2. What type of risk does this cause (if any) going from my LLC to my personal name, back to my LLC?
3. What else am I missing?
Anyone who has gone through this process before or with knowledge on the subject that can offer some insight would be greatly appreciated!
There isn't a problem with taking the property out of the LLC.
Technically, transferring the property from your name to the LLC triggers the due on sale clause. I would be up front with the bank about it though, and ask if transferring to a single-member LLC triggers it.
Normally just because the clause is triggered doesn't mean that it is enforced. If you are making all of the payments, that is typically all the bank cares about. However, that is not a guarantee that if interest rates go way up the banks won't change this policy and enforce it so that they can try to force you to refinance to a higher interest rate loan. Seems unlikely, but it is a possibility.
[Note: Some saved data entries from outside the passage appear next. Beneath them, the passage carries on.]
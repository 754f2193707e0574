//! Column and data type definitions.

use serde::{Deserialize, Serialize};

use crate::identifier::Identifier;

/// Precision and scale of a numeric type.
#[derive(Debug, Clone, Copy, PartialEq, Eq, Hash, Serialize, Deserialize)]
pub struct NumericPrecision {
    /// Total number of digits.
    pub precision: u32,
    /// Digits after the decimal point.
    pub scale: u32,
}

/// A column's data type as reported by the database.
#[derive(Debug, Clone, PartialEq, Eq, Hash, Serialize, Deserialize)]
pub struct DataType {
    /// Type name as written by the dialect (`varchar`, `NUMBER`, ...).
    pub name: String,
    /// Maximum length for character and binary types.
    #[serde(default, skip_serializing_if = "Option::is_none")]
    pub max_length: Option<u32>,
    /// Precision and scale for numeric types.
    #[serde(default, skip_serializing_if = "Option::is_none")]
    pub precision: Option<NumericPrecision>,
}

impl DataType {
    /// Creates a type with no length or precision.
    #[must_use]
    pub fn new(name: impl Into<String>) -> Self {
        Self {
            name: name.into(),
            max_length: None,
            precision: None,
        }
    }

    /// Creates a length-constrained type such as `varchar(255)`.
    #[must_use]
    pub fn with_length(name: impl Into<String>, max_length: u32) -> Self {
        Self {
            max_length: Some(max_length),
            ..Self::new(name)
        }
    }

    /// Creates a numeric type such as `decimal(10, 2)`.
    #[must_use]
    pub fn with_precision(name: impl Into<String>, precision: u32, scale: u32) -> Self {
        Self {
            precision: Some(NumericPrecision { precision, scale }),
            ..Self::new(name)
        }
    }

    /// Returns the canonical type name used for comparisons.
    #[must_use]
    pub fn canonical_name(&self) -> String {
        self.name.trim().to_ascii_lowercase()
    }
}

/// Auto-increment (identity) settings of a column.
#[derive(Debug, Clone, Copy, PartialEq, Eq, Hash, Serialize, Deserialize)]
pub struct AutoIncrement {
    /// First generated value.
    pub initial_value: i64,
    /// Step between generated values.
    pub increment: i64,
}

impl Default for AutoIncrement {
    fn default() -> Self {
        Self {
            initial_value: 1,
            increment: 1,
        }
    }
}

/// A column of a table or view.
#[derive(Debug, Clone, PartialEq, Eq, Hash, Serialize, Deserialize)]
pub struct Column {
    /// Column name.
    pub name: Identifier,
    /// Data type.
    pub data_type: DataType,
    /// Whether NULL is allowed.
    pub is_nullable: bool,
    /// Default value expression, as text.
    #[serde(default, skip_serializing_if = "Option::is_none")]
    pub default_value: Option<String>,
    /// Whether the column is computed from other columns.
    #[serde(default)]
    pub is_computed: bool,
    /// Auto-increment settings, if the column is an identity column.
    #[serde(default, skip_serializing_if = "Option::is_none")]
    pub auto_increment: Option<AutoIncrement>,
}

impl Column {
    /// Creates a nullable column.
    #[must_use]
    pub fn new(name: impl Into<String>, data_type: DataType) -> Self {
        Self {
            name: Identifier::new(name),
            data_type,
            is_nullable: true,
            default_value: None,
            is_computed: false,
            auto_increment: None,
        }
    }

    /// Marks the column NOT NULL.
    #[must_use]
    pub fn not_null(mut self) -> Self {
        self.is_nullable = false;
        self
    }

    /// Marks the column nullable.
    #[must_use]
    pub fn nullable(mut self) -> Self {
        self.is_nullable = true;
        self
    }

    /// Sets the default value expression.
    #[must_use]
    pub fn default_value(mut self, expr: impl Into<String>) -> Self {
        self.default_value = Some(expr.into());
        self
    }

    /// Marks the column as computed.
    #[must_use]
    pub fn computed(mut self) -> Self {
        self.is_computed = true;
        self
    }

    /// Makes the column an identity column with the given settings.
    #[must_use]
    pub fn auto_increment(mut self, initial_value: i64, increment: i64) -> Self {
        self.auto_increment = Some(AutoIncrement {
            initial_value,
            increment,
        });
        self.is_nullable = false;
        self
    }

    /// Returns the column's local name.
    #[must_use]
    pub fn local_name(&self) -> &str {
        self.name.local_name()
    }
}

#[cfg(test)]
mod tests {
    use super::*;

    #[test]
    fn test_column_builder() {
        let col = Column::new("id", DataType::new("integer")).auto_increment(1, 1);
        assert_eq!(col.local_name(), "id");
        assert!(!col.is_nullable);
        assert_eq!(col.auto_increment, Some(AutoIncrement::default()));

        let email = Column::new("email", DataType::with_length("varchar", 255))
            .not_null()
            .default_value("''");
        assert_eq!(email.data_type.max_length, Some(255));
        assert_eq!(email.default_value.as_deref(), Some("''"));
    }

    #[test]
    fn test_canonical_type_name() {
        assert_eq!(DataType::new(" VARCHAR ").canonical_name(), "varchar");
        assert_eq!(
            DataType::with_precision("NUMERIC", 10, 2).precision,
            Some(NumericPrecision {
                precision: 10,
                scale: 2
            })
        );
    }
}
You are also at risk every time title changes to the property that your property value will be reassessed. However, most states have an exemption for when the beneficial ownership has not changed.
Be aware of the title chain and insurances. Picture your future buyer getting the title history report. Name changes and what, quit claim deeds, all over the place. Title may not be insurable in the future. All these willy nilly vesting changes would scare me as a buyer. How will Jack and Jill first time buyer feel?
Title and hazard insurance may have an out if the named-insured is different. In the name of, what, asset protection you have incurred a bunch of needless risk not even counting the DOS clause.
Don't put little houses with debt into LLCs is my opinion. I have LLCs for my commercial properties only. No problems with debt or insurance that way.
@Shawn Kostoff - I'm a staunch advocate for not doing this, but I wont get into that now. The one thing I would look into is whether or not Delaware considers a transfer from LLC to individual to be a transfer of ownership to trigger the transfer tax in some states it does...in others it does not. I honestly don't know what the case is in Delaware. Basically this just adds additional cost in the form of transfer tax. As Brian already mentioned...you're always at risk for the due on sale clause if it's written into your mortgage. Since you're getting a personal mortgage, there's a near 100% chance it will be in your mortgage as I don't think there's too many portfolio lenders working with residential mortgages in the Wilmington area...but if you did find one PM me their name.
@Brian Schmelzlen - New Castle County, Delaware hasn't assessed properties since 1983...so unless you're doing new construction you don't have any concerns about re-assessment of the value. :-)
I'm also in the "no LLC for residential mortgages" camp.
is the risk of due on sale high? not really
but the risk of being sued is even less likely. Making the strategy moot
get umbrella insurance, run a tight ship. When you have a commercial property in a commercial loan then your LLC will serve you well.